> **EXERCISE OBJECTIVE**
Below is a listing. Set down exactly the lines from the one containing "return None;" through the one containing "to open CAT", both ends included, and leave out the rest.

....

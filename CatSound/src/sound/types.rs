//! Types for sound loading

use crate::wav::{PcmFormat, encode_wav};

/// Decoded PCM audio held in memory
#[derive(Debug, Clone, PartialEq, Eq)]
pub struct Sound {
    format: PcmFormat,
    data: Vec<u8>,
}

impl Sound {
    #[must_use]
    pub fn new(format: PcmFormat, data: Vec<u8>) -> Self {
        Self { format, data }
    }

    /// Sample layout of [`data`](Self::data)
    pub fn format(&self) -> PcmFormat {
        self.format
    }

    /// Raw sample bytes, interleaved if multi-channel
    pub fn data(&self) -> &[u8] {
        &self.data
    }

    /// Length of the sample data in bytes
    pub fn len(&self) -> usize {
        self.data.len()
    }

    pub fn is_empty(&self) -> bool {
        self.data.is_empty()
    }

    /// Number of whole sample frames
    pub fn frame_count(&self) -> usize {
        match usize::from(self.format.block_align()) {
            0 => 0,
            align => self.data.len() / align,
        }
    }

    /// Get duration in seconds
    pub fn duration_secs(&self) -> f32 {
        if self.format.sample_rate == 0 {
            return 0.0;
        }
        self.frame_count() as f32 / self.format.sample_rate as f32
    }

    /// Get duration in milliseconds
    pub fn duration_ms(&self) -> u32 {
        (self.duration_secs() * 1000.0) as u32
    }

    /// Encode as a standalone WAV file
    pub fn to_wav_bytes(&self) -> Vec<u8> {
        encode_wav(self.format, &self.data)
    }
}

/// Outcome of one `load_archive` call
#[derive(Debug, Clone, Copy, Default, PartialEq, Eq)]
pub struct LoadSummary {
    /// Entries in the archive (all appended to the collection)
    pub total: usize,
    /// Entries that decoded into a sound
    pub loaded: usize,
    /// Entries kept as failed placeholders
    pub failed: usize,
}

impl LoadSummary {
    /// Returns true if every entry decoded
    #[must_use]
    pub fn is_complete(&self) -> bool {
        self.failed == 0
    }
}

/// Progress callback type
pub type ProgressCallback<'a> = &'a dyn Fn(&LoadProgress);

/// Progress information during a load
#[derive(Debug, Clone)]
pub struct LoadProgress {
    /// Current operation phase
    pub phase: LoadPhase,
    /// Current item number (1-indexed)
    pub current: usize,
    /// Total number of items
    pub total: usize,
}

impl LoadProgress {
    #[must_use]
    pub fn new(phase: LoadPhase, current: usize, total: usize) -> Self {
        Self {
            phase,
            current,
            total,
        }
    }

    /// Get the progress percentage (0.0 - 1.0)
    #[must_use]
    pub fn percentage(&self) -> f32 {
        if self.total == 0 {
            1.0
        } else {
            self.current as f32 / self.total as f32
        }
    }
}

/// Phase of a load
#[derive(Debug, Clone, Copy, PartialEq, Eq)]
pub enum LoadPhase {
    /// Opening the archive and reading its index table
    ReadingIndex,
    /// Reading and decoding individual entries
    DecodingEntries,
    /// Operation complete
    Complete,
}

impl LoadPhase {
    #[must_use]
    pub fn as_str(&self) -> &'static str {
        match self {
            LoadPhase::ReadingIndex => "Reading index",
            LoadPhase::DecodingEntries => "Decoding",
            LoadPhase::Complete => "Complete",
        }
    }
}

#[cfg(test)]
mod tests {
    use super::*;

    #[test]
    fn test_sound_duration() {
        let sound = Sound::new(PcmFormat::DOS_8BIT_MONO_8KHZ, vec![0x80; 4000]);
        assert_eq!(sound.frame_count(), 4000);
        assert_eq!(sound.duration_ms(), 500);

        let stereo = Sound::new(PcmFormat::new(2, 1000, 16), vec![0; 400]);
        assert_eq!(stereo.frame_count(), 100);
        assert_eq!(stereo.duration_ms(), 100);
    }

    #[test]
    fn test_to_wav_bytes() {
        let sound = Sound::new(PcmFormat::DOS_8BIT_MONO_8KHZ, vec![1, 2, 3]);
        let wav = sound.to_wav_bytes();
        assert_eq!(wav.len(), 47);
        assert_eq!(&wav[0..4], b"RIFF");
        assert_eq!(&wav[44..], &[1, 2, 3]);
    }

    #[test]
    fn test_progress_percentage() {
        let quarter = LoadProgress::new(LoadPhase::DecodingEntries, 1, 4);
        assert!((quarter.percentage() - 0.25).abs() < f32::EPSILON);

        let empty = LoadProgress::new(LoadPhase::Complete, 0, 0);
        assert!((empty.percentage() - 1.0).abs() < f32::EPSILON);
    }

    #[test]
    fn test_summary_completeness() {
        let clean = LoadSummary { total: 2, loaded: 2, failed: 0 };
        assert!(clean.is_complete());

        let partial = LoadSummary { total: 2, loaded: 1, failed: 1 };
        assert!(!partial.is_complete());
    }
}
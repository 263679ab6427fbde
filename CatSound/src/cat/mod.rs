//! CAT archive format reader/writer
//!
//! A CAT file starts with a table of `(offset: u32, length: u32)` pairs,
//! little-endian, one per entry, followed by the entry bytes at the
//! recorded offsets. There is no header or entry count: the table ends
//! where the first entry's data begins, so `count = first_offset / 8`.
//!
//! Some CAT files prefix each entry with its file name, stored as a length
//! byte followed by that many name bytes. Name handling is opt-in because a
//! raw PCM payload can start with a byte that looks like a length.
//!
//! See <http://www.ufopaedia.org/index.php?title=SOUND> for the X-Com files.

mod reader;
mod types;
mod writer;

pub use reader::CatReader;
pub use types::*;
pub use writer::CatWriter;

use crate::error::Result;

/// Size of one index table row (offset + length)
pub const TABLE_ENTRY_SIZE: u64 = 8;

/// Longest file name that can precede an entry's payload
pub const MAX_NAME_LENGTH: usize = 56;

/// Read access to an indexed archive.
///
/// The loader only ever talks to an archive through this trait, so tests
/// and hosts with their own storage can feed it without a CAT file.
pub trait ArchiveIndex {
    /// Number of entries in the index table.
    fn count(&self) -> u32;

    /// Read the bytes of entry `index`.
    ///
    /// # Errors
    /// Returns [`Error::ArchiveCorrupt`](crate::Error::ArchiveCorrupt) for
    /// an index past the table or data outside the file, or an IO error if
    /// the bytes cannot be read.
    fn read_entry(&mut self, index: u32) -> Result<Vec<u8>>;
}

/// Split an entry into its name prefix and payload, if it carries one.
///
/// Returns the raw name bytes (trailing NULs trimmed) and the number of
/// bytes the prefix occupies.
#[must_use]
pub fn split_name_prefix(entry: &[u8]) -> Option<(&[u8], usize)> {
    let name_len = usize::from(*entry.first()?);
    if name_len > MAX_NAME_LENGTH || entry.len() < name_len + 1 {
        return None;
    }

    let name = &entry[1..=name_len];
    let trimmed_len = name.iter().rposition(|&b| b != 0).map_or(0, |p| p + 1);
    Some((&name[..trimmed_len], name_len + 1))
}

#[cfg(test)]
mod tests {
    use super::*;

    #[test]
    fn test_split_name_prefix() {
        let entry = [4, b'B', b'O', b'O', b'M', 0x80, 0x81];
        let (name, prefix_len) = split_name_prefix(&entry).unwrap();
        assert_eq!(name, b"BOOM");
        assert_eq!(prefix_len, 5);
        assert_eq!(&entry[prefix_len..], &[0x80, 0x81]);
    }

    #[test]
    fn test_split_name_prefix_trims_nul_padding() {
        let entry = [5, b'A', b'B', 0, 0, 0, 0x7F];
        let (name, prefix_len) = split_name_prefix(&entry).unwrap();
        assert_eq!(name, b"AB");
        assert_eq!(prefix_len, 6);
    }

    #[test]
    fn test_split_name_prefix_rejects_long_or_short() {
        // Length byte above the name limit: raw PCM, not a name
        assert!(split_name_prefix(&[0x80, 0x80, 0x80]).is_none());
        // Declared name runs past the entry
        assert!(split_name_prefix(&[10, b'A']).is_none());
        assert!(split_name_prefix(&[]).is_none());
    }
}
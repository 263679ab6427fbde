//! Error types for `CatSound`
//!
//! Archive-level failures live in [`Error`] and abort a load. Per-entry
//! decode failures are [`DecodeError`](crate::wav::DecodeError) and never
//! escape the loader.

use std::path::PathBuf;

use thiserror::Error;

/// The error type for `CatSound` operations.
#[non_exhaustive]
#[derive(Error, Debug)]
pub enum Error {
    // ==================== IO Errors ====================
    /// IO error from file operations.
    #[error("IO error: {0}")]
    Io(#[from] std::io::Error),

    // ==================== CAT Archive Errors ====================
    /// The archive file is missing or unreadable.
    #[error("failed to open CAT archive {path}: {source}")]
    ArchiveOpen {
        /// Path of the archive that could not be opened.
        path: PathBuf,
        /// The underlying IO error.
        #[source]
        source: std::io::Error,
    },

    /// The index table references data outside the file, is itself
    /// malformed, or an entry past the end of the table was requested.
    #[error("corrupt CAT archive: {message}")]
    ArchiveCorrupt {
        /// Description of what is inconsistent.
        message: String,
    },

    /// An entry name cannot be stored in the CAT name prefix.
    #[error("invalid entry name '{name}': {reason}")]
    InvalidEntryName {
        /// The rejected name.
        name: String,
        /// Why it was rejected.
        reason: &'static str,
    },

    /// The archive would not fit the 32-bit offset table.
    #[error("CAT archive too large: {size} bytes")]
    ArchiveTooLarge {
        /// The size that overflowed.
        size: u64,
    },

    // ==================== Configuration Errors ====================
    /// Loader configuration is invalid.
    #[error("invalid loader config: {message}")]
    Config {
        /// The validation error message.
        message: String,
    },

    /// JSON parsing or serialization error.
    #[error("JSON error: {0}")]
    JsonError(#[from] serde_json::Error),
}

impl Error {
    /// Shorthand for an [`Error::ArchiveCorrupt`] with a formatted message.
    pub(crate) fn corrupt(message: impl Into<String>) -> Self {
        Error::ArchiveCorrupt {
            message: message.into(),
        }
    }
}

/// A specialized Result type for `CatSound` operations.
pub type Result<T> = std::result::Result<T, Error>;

....

> **TASK RESPONSE**
        return None;
    }

    let name = &entry[1..=name_len];
    let trimmed_len = name.iter().rposition(|&b| b != 0).map_or(0, |p| p + 1);
    Some((&name[..trimmed_len], name_len + 1))
}

#[cfg(test)]
mod tests {
    use super::*;

    #[test]
    fn test_split_name_prefix() {
        let entry = [4, b'B', b'O', b'O', b'M', 0x80, 0x81];
        let (name, prefix_len) = split_name_prefix(&entry).unwrap();
        assert_eq!(name, b"BOOM");
        assert_eq!(prefix_len, 5);
        assert_eq!(&entry[prefix_len..], &[0x80, 0x81]);
    }

    #[test]
    fn test_split_name_prefix_trims_nul_padding() {
        let entry = [5, b'A', b'B', 0, 0, 0, 0x7F];
        let (name, prefix_len) = split_name_prefix(&entry).unwrap();
        assert_eq!(name, b"AB");
        assert_eq!(prefix_len, 6);
    }

    #[test]
    fn test_split_name_prefix_rejects_long_or_short() {
        // Length byte above the name limit: raw PCM, not a name
        assert!(split_name_prefix(&[0x80, 0x80, 0x80]).is_none());
        // Declared name runs past the entry
        assert!(split_name_prefix(&[10, b'A']).is_none());
        assert!(split_name_prefix(&[]).is_none());
    }
}
repository 263679ab6427fbde
//! Error types for `CatSound`
//!
//! Archive-level failures live in [`Error`] and abort a load. Per-entry
//! decode failures are [`DecodeError`](crate::wav::DecodeError) and never
//! escape the loader.

use std::path::PathBuf;

use thiserror::Error;

/// The error type for `CatSound` operations.
#[non_exhaustive]
#[derive(Error, Debug)]
pub enum Error {
    // ==================== IO Errors ====================
    /// IO error from file operations.
    #[error("IO error: {0}")]
    Io(#[from] std::io::Error),

    // ==================== CAT Archive Errors ====================
    /// The archive file is missing or unreadable.
    #[error("failed to open CAT archive {path}: {source}")]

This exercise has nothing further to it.